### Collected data
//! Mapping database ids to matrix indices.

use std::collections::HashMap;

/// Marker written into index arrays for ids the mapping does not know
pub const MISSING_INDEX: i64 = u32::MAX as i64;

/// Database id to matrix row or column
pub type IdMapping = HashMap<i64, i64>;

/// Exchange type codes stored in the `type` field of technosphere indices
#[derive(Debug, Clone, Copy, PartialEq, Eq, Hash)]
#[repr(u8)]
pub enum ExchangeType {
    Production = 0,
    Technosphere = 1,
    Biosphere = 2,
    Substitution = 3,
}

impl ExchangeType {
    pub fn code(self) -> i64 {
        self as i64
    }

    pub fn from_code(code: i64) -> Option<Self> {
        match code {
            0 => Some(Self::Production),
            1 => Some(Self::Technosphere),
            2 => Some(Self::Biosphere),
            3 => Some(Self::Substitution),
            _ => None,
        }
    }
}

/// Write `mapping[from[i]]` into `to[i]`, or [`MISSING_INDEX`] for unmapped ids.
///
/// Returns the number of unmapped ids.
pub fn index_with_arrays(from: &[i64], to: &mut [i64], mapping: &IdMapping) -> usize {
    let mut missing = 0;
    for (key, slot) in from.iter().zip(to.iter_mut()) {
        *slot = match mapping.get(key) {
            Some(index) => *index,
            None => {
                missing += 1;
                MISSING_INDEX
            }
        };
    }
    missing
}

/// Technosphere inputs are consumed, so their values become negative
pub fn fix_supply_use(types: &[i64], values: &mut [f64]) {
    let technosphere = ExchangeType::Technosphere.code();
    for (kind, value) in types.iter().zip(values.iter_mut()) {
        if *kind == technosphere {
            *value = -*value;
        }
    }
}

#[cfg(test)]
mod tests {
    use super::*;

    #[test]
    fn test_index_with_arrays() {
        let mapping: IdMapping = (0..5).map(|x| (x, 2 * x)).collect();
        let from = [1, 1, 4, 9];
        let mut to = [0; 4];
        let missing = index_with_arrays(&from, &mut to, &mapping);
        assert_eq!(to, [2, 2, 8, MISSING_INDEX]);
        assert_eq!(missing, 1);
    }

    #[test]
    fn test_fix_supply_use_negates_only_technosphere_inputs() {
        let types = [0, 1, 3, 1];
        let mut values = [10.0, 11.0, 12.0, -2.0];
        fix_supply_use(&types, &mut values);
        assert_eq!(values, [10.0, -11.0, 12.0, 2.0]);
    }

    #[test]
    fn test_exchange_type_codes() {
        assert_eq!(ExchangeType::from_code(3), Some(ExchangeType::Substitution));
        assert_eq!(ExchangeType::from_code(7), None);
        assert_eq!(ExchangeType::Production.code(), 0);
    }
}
...
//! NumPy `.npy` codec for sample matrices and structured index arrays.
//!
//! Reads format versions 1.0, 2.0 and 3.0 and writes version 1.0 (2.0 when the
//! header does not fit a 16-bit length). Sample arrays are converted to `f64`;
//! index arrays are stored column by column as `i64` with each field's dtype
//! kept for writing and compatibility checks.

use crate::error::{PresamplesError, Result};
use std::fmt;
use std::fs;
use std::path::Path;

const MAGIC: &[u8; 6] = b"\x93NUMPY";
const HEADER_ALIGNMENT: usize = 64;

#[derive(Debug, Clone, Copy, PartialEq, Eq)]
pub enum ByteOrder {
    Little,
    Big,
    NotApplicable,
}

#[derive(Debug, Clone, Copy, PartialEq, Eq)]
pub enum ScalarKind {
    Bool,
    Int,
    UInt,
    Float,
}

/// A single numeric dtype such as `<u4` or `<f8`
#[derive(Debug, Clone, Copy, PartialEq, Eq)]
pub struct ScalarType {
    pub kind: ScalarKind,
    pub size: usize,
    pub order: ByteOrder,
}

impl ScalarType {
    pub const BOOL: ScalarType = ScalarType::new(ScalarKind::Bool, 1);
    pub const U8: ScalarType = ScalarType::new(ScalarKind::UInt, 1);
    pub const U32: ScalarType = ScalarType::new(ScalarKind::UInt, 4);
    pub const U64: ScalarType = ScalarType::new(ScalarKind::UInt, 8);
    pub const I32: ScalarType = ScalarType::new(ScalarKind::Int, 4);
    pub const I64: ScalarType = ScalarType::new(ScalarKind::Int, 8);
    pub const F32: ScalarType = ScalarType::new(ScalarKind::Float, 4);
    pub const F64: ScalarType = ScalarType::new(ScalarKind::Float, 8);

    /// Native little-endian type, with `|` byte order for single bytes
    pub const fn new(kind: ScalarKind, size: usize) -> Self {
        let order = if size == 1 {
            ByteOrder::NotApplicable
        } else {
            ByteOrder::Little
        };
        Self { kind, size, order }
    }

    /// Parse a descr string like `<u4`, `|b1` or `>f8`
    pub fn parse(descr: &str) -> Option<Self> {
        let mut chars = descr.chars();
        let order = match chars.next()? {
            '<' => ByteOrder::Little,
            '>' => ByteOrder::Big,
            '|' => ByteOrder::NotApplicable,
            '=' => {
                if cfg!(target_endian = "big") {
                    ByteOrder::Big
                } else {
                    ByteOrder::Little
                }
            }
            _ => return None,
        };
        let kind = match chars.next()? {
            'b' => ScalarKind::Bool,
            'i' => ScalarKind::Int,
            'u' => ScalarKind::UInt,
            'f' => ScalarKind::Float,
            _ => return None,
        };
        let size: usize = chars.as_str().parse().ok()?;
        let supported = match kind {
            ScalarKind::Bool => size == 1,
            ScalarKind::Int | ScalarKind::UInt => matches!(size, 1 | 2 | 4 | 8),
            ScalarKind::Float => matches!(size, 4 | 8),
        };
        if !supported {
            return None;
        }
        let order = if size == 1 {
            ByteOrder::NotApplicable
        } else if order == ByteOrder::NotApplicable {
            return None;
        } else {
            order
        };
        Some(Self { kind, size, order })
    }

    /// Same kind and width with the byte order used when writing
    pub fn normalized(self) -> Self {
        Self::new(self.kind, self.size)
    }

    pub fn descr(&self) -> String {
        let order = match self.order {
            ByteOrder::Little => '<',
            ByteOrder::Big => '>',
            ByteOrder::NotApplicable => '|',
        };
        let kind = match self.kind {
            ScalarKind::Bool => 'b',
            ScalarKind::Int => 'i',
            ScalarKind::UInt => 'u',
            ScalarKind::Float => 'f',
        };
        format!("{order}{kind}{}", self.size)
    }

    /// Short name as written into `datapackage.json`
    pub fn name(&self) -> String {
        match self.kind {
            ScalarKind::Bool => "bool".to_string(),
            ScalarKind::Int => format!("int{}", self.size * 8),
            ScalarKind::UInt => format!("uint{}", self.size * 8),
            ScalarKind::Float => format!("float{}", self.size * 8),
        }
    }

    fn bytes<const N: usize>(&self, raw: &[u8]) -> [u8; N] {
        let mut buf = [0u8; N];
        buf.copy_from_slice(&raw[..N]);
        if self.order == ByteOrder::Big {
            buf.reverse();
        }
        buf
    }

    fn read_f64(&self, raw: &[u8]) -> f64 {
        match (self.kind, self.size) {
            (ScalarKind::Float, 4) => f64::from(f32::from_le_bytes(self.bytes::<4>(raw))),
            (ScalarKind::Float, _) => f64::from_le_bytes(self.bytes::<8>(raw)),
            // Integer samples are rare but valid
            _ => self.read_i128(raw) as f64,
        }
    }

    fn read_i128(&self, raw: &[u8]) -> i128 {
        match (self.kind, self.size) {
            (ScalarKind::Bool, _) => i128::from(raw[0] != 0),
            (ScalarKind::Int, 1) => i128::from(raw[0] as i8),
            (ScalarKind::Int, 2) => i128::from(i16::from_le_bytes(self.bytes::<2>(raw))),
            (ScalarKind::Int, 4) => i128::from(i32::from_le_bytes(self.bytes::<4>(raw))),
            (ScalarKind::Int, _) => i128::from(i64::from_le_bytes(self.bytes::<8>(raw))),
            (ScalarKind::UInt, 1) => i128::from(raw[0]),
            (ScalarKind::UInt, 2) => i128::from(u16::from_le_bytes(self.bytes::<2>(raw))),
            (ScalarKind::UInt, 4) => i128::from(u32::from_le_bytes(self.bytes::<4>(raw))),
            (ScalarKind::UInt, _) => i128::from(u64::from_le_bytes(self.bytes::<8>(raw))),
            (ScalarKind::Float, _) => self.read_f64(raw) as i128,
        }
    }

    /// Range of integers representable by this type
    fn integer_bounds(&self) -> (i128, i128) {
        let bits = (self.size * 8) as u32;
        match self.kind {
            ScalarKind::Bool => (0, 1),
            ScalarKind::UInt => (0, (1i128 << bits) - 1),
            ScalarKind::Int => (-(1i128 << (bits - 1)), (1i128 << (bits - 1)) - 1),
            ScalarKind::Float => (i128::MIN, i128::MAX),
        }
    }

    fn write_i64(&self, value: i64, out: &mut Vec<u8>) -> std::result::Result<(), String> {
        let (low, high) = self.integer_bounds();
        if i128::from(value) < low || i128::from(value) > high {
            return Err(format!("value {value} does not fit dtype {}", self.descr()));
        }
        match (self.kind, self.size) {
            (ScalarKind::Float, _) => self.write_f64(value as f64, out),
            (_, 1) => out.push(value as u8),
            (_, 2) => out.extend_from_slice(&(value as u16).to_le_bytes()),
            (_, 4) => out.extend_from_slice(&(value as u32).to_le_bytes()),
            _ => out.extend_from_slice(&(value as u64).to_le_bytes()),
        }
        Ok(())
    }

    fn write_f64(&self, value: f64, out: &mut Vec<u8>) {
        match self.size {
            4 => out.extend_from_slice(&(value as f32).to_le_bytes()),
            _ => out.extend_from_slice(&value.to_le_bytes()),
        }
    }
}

### WORK INSTRUCTIONS
Look for the word "field". Copy out every line of the data that has it.

### REPLY TO THE EXERCISE
/// Exchange type codes stored in the `type` field of technosphere indices
//! index arrays are stored column by column as `i64` with each field's dtype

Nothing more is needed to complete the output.